Community spirit shines through in Japan's dark times

Tsunami survivors in Ofunato, Japan
Image caption Neighbours in Ofunato are working together to provide food, shelter and support for each other

The village of Odachi, just outside Ofunato in Iwate prefecture, is like so many others along Japan's coast.

Homes splintered, lives destroyed.

When the tsunami thundered in, it swept right up the little valley the community nestles in, between the cedar-fringed hills.

Buildings were flung about, and came to rest at the high-water mark.

Shuichi Shida was luckier than most. His family survived and he even remembered the dog when he ran to safety.

His house stood while those around it were destroyed.

But the wave smashed right through, even upstairs.

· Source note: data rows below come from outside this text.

use amlref_kinetics::Wt1Calculator;
use amlref_risk::{
    classify, AssessmentInput, Measurement, ResponseMeasurements, RiskClassifier, RiskFinding,
};
use amlref_types::RiskLevel;
use proptest::prelude::*;

fn level_strategy() -> impl Strategy<Value = RiskLevel> {
    prop_oneof![
        Just(RiskLevel::Low),
        Just(RiskLevel::Medium),
        Just(RiskLevel::High),
    ]
}

fn optional(range: std::ops::Range<f64>) -> impl Strategy<Value = Option<f64>> {
    prop_oneof![Just(None), range.prop_map(Some)]
}

#[test]
fn post_induction_walkthrough() {
    let _ = env_logger::builder().is_test(true).try_init();

    let baseline = RiskLevel::Low;
    let cases = [
        (Some(0.05), Some(1.5), RiskLevel::Low),
        (Some(0.1), Some(1.5), RiskLevel::High),
        (Some(0.05), Some(0.99), RiskLevel::High),
        (Some(0.2), None, RiskLevel::High),
    ];
    for (mrd, wt1, expected) in cases {
        let input = AssessmentInput::post_induction(
            baseline,
            true,
            ResponseMeasurements::with_wt1_log(mrd, wt1),
        );
        assert_eq!(classify(&input).level, expected, "mrd={mrd:?} wt1={wt1:?}");
    }
}

#[test]
fn consolidation_without_any_measurement_reports_both_missing() {
    let input = AssessmentInput::post_consolidation1(RiskLevel::High, ResponseMeasurements::default());
    let r = classify(&input);
    assert_eq!(r.level, RiskLevel::High);
    assert_eq!(
        r.finding,
        RiskFinding::InsufficientData {
            missing: vec![Measurement::Mrd, Measurement::Wt1]
        }
    );
}

proptest! {
    #[test]
    fn classification_is_idempotent(
        baseline in level_strategy(),
        cr in any::<bool>(),
        mrd in optional(0.0..5.0),
        wt1 in optional(-1.0..6.0),
    ) {
        let input = AssessmentInput::post_induction(
            baseline,
            cr,
            ResponseMeasurements::with_wt1_log(mrd, wt1),
        );
        let classifier = RiskClassifier::new(Wt1Calculator::default());
        prop_assert_eq!(classifier.classify(&input), classifier.classify(&input));
    }

    #[test]
    fn result_never_drops_below_baseline(
        baseline in level_strategy(),
        mrd in optional(0.0..5.0),
        wt1 in optional(-1.0..6.0),
        wbc in optional(0.0..400.0),
    ) {
        let response = ResponseMeasurements::with_wt1_log(mrd, wt1);
        for input in [
            AssessmentInput::initial(baseline, wbc),
            AssessmentInput::post_induction(baseline, true, response),
            AssessmentInput::post_consolidation1(baseline, response),
        ] {
            let r = classify(&input);
            prop_assert!(r.level >= baseline);
            if r.level > baseline {
                prop_assert!(r.finding.escalates());
            }
            if !r.finding.escalates() {
                prop_assert_eq!(r.level, baseline);
            }
        }
    }

    #[test]
    fn lower_wt1_reduction_never_lowers_the_tier(
        baseline in level_strategy(),
        cr in any::<bool>(),
        mrd in optional(0.0..1.0),
        high in 0.0f64..6.0,
        drop in 0.0f64..6.0,
    ) {
        let low = high - drop;
        let at = |wt1: f64| {
            let response = ResponseMeasurements::with_wt1_log(mrd, Some(wt1));
            (
                classify(&AssessmentInput::post_induction(baseline, cr, response)).level,
                classify(&AssessmentInput::post_consolidation1(baseline, response)).level,
            )
        };
        let (ind_high, con_high) = at(high);
        let (ind_low, con_low) = at(low);
        prop_assert!(ind_low >= ind_high);
        prop_assert!(con_low >= con_high);
    }
}
//! Library side of the `amlref` command: configuration, the interactive
//! assessment form, and text/JSON rendering of results and tables.

pub mod config;
pub mod form;
pub mod render;

pub use config::{Config, ConfigError, OutputFormat};
pub use form::FormSession;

His home will probably have to be knocked down.

"It's been nearly two weeks since the tsunami," he says. "I still have no idea what to do."

Japan's government has marshalled its military in a massive aid operation, but the people are also trying to help themselves.

'Close relationships'

Every mealtime in Odachi, the survivors head up to the three houses belonging to the extended Kino family, at the top of the hill.

Much of the village is living there now.

They have set up a communal kitchen in the garden, using blue tarpaulins to screen off an area.

The cooking is done on open fires, which have big pots of water boiling on them all day.

The men, filthy from scavenging for belongings in the ruins, sit for a smoke and a chat, while the women prepare miso soup with vegetables, hard-boiled eggs and seaweed for dinner.

The children play football.

Adversity has brought people together.

Inside the Kinos' homes, futons have been laid out on the floor, so everyone has somewhere to sleep.

The only lighting is from candles because there is no electricity. A wind-up radio is on to hear the latest news.

There is no privacy, but no-one is complaining.

Wreckage cleared

"My family and I don't have any problem with this," says Makiko Kino, mother to three small boys. "It's the opposite in fact and I am rather enjoying this. There are so many children around it's a lot of fun.

"It's the countryside here. We have a close relationship with our neighbours. We have known each other for so long it is not an issue."

The village has been given tents by a British charity, Shelterbox.

The idea is that everyone will have more space.

The villagers cleared the wreckage from a field to pitch them side by side.

"If I'd been alone it would have been very difficult to stand," says Shuichi Shida. "But all of the neighbours have combined our resources.

"We've worked together, to make a bath, put up tents, chop wood for fuel. We co-operate and we even manage to laugh."

There is no hurry to move out of the Kinos' houses where everyone has been sleeping.

Japan has never lost its sense of community and in dark times it is shining through.

This nation's great disaster has brought out the best in its people.